WHAT???? Dusting Off “Doddly-Do-Wrong’s” 1991 Bank Bail-Out Legislation “UPDATED”

obomopoly5

Well, at least we now know why the Fed & the Treasury Dept are spending money they don’t have.

It seems that after the 1987 crash on Wall Street, Goldman Sachs went to Dodd and asked for legislation to protect them should it happen again. Dodd bent over like a good paid politician and made sure the corrupt bank bail-out legislation was added in at the last minute so that it went unnoticed except to those that knew:

WaPo

There is also a question about the roots of the crisis: Did investment banks take greater risks in the past two decades because they knew the Fed could rescue them?

The 1991 legislation, authored by Sen. Christopher J. Dodd (D-Conn.), was requested by Goldman Sachs and other Wall Street firms in the wake of the 1987 market crisis, and it would save some of them a generation later.

I have a hard time believing that Dodd didn’t know of the implications that this type of unconstitutional legislation would bankrupt the enire nation because of the sinister way in which it was slid into the bill:

On the day before Thanksgiving in 1991, the U.S. Senate voted to vastly expand the emergency powers of the Federal Reserve.

Almost no one noticed.

The critical language was contained in a single, somewhat inscrutable sentence, and the only public explanation was offered during a final debate that began with a reminder that senators had airplanes to catch. Yet, in removing a long-standing prohibition on loans that supported financial speculation, the provision effectively allowed the Fed for the first time to lend money to Wall Street during a crisis.

Dodd, at the time chairman of the securities subcommittee of the Senate Banking, Housing and Urban Affairs Committee, agreed to insert the language into a bill whose primary purpose was to reform the Federal Deposit Insurance Corp., which guarantees commercial bank deposits.

Talk about a safety net! No wonder Dodd and Frank didn’t want the Bush regulations to go anywhere:

During a meeting to discuss the bill’s final language, a representative of the Federal Reserve was asked to comment. Donald L. Kohn, then the director of the Fed’s Division of Monetary Affairs, said the agency had no objections, according to people in attendance that day.

The Fed has extensive regulatory authority over commercial banks, to keep them from needing its safety net. But after Dodd’s language passed into law, the Fed did not seek new regulatory authority over investment banks, nor did Congress move to provide new authority.

Instead, over the next two decades, federal officials would emphasize that investment banks had an incentive to be cautious because they were operating without a safety net.

read entire article here for the complete story

This is outrageous!!! Time for more calls to DC come Monday and insist on the resignations of Dodd and Frank as the chairman of any financial committee!!!

UPDATE: WaPo Sept 12, 2008: Where Was Sen.
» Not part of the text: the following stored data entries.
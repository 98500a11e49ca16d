//! Relay Daemon
//!
//! Standalone HTTP server relaying chat completions from a local Ollama
//! instance to chat clients as an event stream.
//!
//! # Usage
//!
//! ```bash
//! # Start with defaults (127.0.0.1:3000, Ollama at localhost:11434)
//! relay-daemon
//!
//! # Custom listen address and chat model
//! relay-daemon --bind 0.0.0.0:8080 --llm qwen2.5
//!
//! # With verbose logging
//! RUST_LOG=debug relay-daemon
//! ```
//!
//! # Environment Variables
//!
//! - `DEEPCHAT_CONFIG`: Config file path (default: `~/.config/deepchat/relay.toml`)
//! - `DEEPCHAT_BIND`: Listen address
//! - `OLLAMA_HOST` / `OLLAMA_PORT`: Ollama server (default: localhost:11434)
//! - `DEEPCHAT_LLM` / `DEEPCHAT_VISION` / `DEEPCHAT_LANGUAGE`: Default models
//! - `DEEPCHAT_LOG` / `DEEPCHAT_LOG_JSON`: Log filter and format
//! - `RUST_LOG`: Log filter (wins over the configured level)
//!
//! # Signals
//!
//! - SIGTERM/SIGINT: Graceful shutdown (open streams are allowed to finish)

use std::path::PathBuf;
use std::sync::Arc;

use anyhow::Context;
use clap::Parser;
use tracing::{info, warn};

use relay_core::{default_config_path, load_config_from_path, ConfigOverrides, LlmBackend};
use relay_daemon::{build, AppState};

/// Streaming chat-completion relay
#[derive(Debug, Parser)]
#[command(name = "relay-daemon", version, about)]
struct Cli {
    /// Config file (TOML)
    #[arg(long, env = "DEEPCHAT_CONFIG")]
    config: Option<PathBuf>,

    /// Listen address, e.g. 127.0.0.1:3000
    #[arg(long)]
    bind: Option<String>,

    /// Ollama host name or URL
    #[arg(long)]
    ollama_host: Option<String>,

    /// Ollama port
    #[arg(long)]
    ollama_port: Option<u16>,

    /// Default chat model
    #[arg(long)]
    llm: Option<String>,

    /// Default vision model
    #[arg(long)]
    vision: Option<String>,

    /// Log filter used when RUST_LOG is unset
    #[arg(long)]
    log_level: Option<String>,

    /// Emit JSON log lines
    #[arg(long)]
    log_json: bool,
}

impl Cli {
    fn overrides(&self) -> ConfigOverrides {
        ConfigOverrides {
            bind: self.bind.clone(),
            ollama_host: self.ollama_host.clone(),
            ollama_port: self.ollama_port,
            llm: self.llm.clone(),
            vision: self.vision.clone(),
            log_level: self.log_level.clone(),
            log_json: self.log_json.then_some(true),
        }
    }
}

/// Initialise tracing: `RUST_LOG` first, then the configured level
fn init_tracing(level: &str, json: bool) {
    let env_filter = match tracing_subscriber::EnvFilter::try_from_default_env() {
        Ok(f) => f,
        Err(_) => match level.parse::<tracing_subscriber::EnvFilter>() {
            Ok(f) => f,
            Err(e) => {
                eprintln!("WARN: log level '{level}' is not a valid filter ({e}); falling back to 'info'");
                tracing_subscriber::EnvFilter::new("info")
            }
        },
    };

    let subscriber = tracing_subscriber::fmt()
        .with_env_filter(env_filter)
        .with_target(true);

    if json {
        subscriber.json().init();
    } else {
        subscriber.init();
    }
}

#[tokio::main]
async fn main() -> anyhow::Result<()> {
    let cli = Cli::parse();

    // Configuration: file < env < CLI
    let mut config = load_config_from_path(cli.config.clone().or_else(default_config_path))
        .context("loading configuration")?;
    cli.overrides()
        .apply(&mut config)
        .context("applying command-line overrides")?;

    init_tracing(&config.log_level, config.log_json);
    info!(
        version = env!("CARGO_PKG_VERSION"),
        source = %config.source(),
        "Starting relay daemon"
    );

    let backend = config.ollama_backend();
    if backend.health_check().await {
        info!(url = backend.base_url(), "Ollama reachable");
    } else {
        warn!(
            url = backend.base_url(),
            "Ollama not reachable yet; requests will fail until it is"
        );
    }

    let addr = config.bind_addr()?;
    let state = AppState::new(Arc::new(backend), config);
    let app = build(state);

    let listener = tokio::net::TcpListener::bind(addr)
        .await
        .with_context(|| format!("binding {addr}"))?;
    info!(%addr, "HTTP server listening");

    axum::serve(listener, app)
        .with_graceful_shutdown(shutdown_signal())
        .await?;

    info!("Relay daemon stopped");
    Ok(())
}

/// Resolves when SIGINT (Ctrl-C) or SIGTERM is received.
async fn shutdown_signal() {
    let ctrl_c = async {
        if let Err(e) = tokio::signal::ctrl_c().await {
            warn!(error = %e, "failed to install CTRL+C signal handler");
        }
    };

    #[cfg(unix)]
    let terminate = async {
        use tokio::signal::unix::{signal, SignalKind};
        match signal(SignalKind::terminate()) {
            Ok(mut s) => {
                s.recv().await;
            }
            Err(e) => warn!(error = %e, "failed to install SIGTERM handler"),
        }
    };

    #[cfg(not(unix))]
    let terminate = std::future::pending::<()>();

    tokio::select! {
        () = ctrl_c => {}
        () = terminate => {}
    }

    info!("shutdown signal received; starting graceful shutdown");
}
Dodd? Playing the Blame Game On Fannie and Freddie

. . . from late 2002 through 2007: Starting in 2002, White House and Treasury Department economic policy staffers, with support from then-Chief of Staff Andy Card, began to press for meaningful reforms of Fannie, Freddie and other government-sponsored enterprises (GSEs).

The crux of their concern was this: Investors believed that the GSEs were government-backed, so shouldn’t the GSEs also be subject to meaningful government supervision?

(snip)

President Bush was receptive to reform. He withheld nominees for Fannie and Freddie’s boards — a presidential privilege. While it would have been valuable politically to use such positions to reward supporters, the president put good policy above good politics.

(snip again)

The administration did not accept half-measures. In 2005, Republican Mike Oxley, then chairman of the House Financial Services Committee, brought up a reform bill (H.R. 1461), and Fannie and Freddie’s lobbyists set out to weaken it. The bill was rendered so toothless that Card called Oxley the night before markup and promised to oppose it. Oxley pulled the bill instead.

During this period, Sen. Richard Shelby led a small group of legislators favoring reform, including fellow Republican Sens. John Sununu, Chuck Hagel and Elizabeth Dole. Meanwhile, Dodd — who along with Democratic Sens. John Kerry, Barack Obama and Hillary Clinton were the top four recipients of Fannie and Freddie campaign contributions from 1988 to 2008 — actively opposed such measures and further weakened existing regulation.

 

The president’s budget proposals reflected the nature of the challenge. Note the following passage from the 2005 budget: Fannie, Freddie and other GSEs “are highly leveraged, holding much less capital in relation to their assets than similarly sized financial institutions. . . . A misjudgment or unexpected economic event could quickly deplete this capital, potentially making it difficult for a GSE to meet its debt obligations. Given the very large size of each enterprise, even a small mistake by a GSE could have consequences throughout the economy.”

That passage was published in February 2004. Dodd can find it on Page 82 of the budget’s Analytical Perspectives.